*** RECORD EXCERPTS Section Begins ***

//! Logging facilities for Horizon Graft.
//!
//! Horizon Graft uses the `tracing` crate for instrumentation. To see logs,
//! install a subscriber in your application:
//!
//! ```ignore
//! tracing_subscriber::fmt()
//!     .with_env_filter("horizon_graft=debug")
//!     .init();
//! ```
//!
//! Every event is emitted under one of the [`targets`], so a single
//! subsystem can be isolated with a directive such as
//! `horizon_graft::resize=trace`.

/// Span names used throughout Horizon Graft for tracing.
pub mod span_names {
    /// Native window creation.
    pub const CREATE_WINDOW: &str = "create_window";
    /// Surface graft.
    pub const EMBED: &str = "embed";
    /// Relation teardown.
    pub const TEARDOWN: &str = "teardown";
}

/// Target names for log filtering.
pub mod targets {
    /// Native window factory.
    pub const FACTORY: &str = "horizon_graft::factory";
    /// Embedding bridge (graft, re-embed, teardown).
    pub const BRIDGE: &str = "horizon_graft::bridge";
    /// Resize forwarding.
    pub const RESIZE: &str = "horizon_graft::resize";
    /// Input forwarding.
    pub const INPUT: &str = "horizon_graft::input";
    /// Host backends.
    pub const BACKEND: &str = "horizon_graft::backend";
}

/// A guard that keeps a tracing span entered until dropped.
///
/// Used to time the bridge entry points.
#[derive(Debug)]
pub struct GraftSpan {
    _span: tracing::span::EnteredSpan,
}

impl GraftSpan {
    /// Enter a span for the named operation.
    pub fn new(operation: &'static str) -> Self {
        let span = tracing::info_span!(target: "horizon_graft::perf", "graft", operation);
        Self {
            _span: span.entered(),
        }
    }
}

#[macro_export]
macro_rules! graft_trace {
    ($target:expr, $($arg:tt)*) => {
        tracing::trace!(target: $target, $($arg)*)
    };
}

#[macro_export]
macro_rules! graft_debug {
    ($target:expr, $($arg:tt)*) => {
        tracing::debug!(target: $target, $($arg)*)
    };
}

#[macro_export]
macro_rules! graft_warn {
    ($target:expr, $($arg:tt)*) => {
        tracing::warn!(target: $target, $($arg)*)
    };
}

*** RECORD EXCERPTS Section Ends ***

§ ACTIVITY: For this task, set down the entire listing word for word.

§ RESULT BELOW:
//! Logging facilities for Horizon Graft.
//!
//! Horizon Graft uses the `tracing` crate for instrumentation. To see logs,
//! install a subscriber in your application:
//!
//! ```ignore
//! tracing_subscriber::fmt()
//!     .with_env_filter("horizon_graft=debug")
//!     .init();
//! ```
//!
//! Every event is emitted under one of the [`targets`], so a single
//! subsystem can be isolated with a directive such as
//! `horizon_graft::resize=trace`.

/// Span names used throughout Horizon Graft for tracing.
pub mod span_names {
    /// Native window creation.
    pub const CREATE_WINDOW: &str = "create_window";
    /// Surface graft.
    pub const EMBED: &str = "embed";
    /// Relation teardown.
    pub const TEARDOWN: &str = "teardown";
}

/// Target names for log filtering.
pub mod targets {
    /// Native window factory.
    pub const FACTORY: &str = "horizon_graft::factory";
    /// Embedding bridge (graft, re-embed, teardown).
    pub const BRIDGE: &str = "horizon_graft::bridge";
    /// Resize forwarding.
    pub const RESIZE: &str = "horizon_graft::resize";
    /// Input forwarding.
    pub const INPUT: &str = "horizon_graft::input";
    /// Host backends.
    pub const BACKEND: &str = "horizon_graft::backend";
}

/// A guard that keeps a tracing span entered until dropped.
///
/// Used to time the bridge entry points.
#[derive(Debug)]
pub struct GraftSpan {
    _span: tracing::span::EnteredSpan,
}

impl GraftSpan {
    /// Enter a span for the named operation.
    pub fn new(operation: &'static str) -> Self {
        let span = tracing::info_span!(target: "horizon_graft::perf", "graft", operation);
        Self {
            _span: span.entered(),
        }
    }
}

#[macro_export]
macro_rules! graft_trace {
    ($target:expr, $($arg:tt)*) => {
        tracing::trace!(target: $target, $($arg)*)
    };
}

#[macro_export]
macro_rules! graft_debug {
    ($target:expr, $($arg:tt)*) => {
        tracing::debug!(target: $target, $($arg)*)
    };
}

#[macro_export]
macro_rules! graft_warn {
    ($target:expr, $($arg:tt)*) => {
        tracing::warn!(target: $target, $($arg)*)
    };
}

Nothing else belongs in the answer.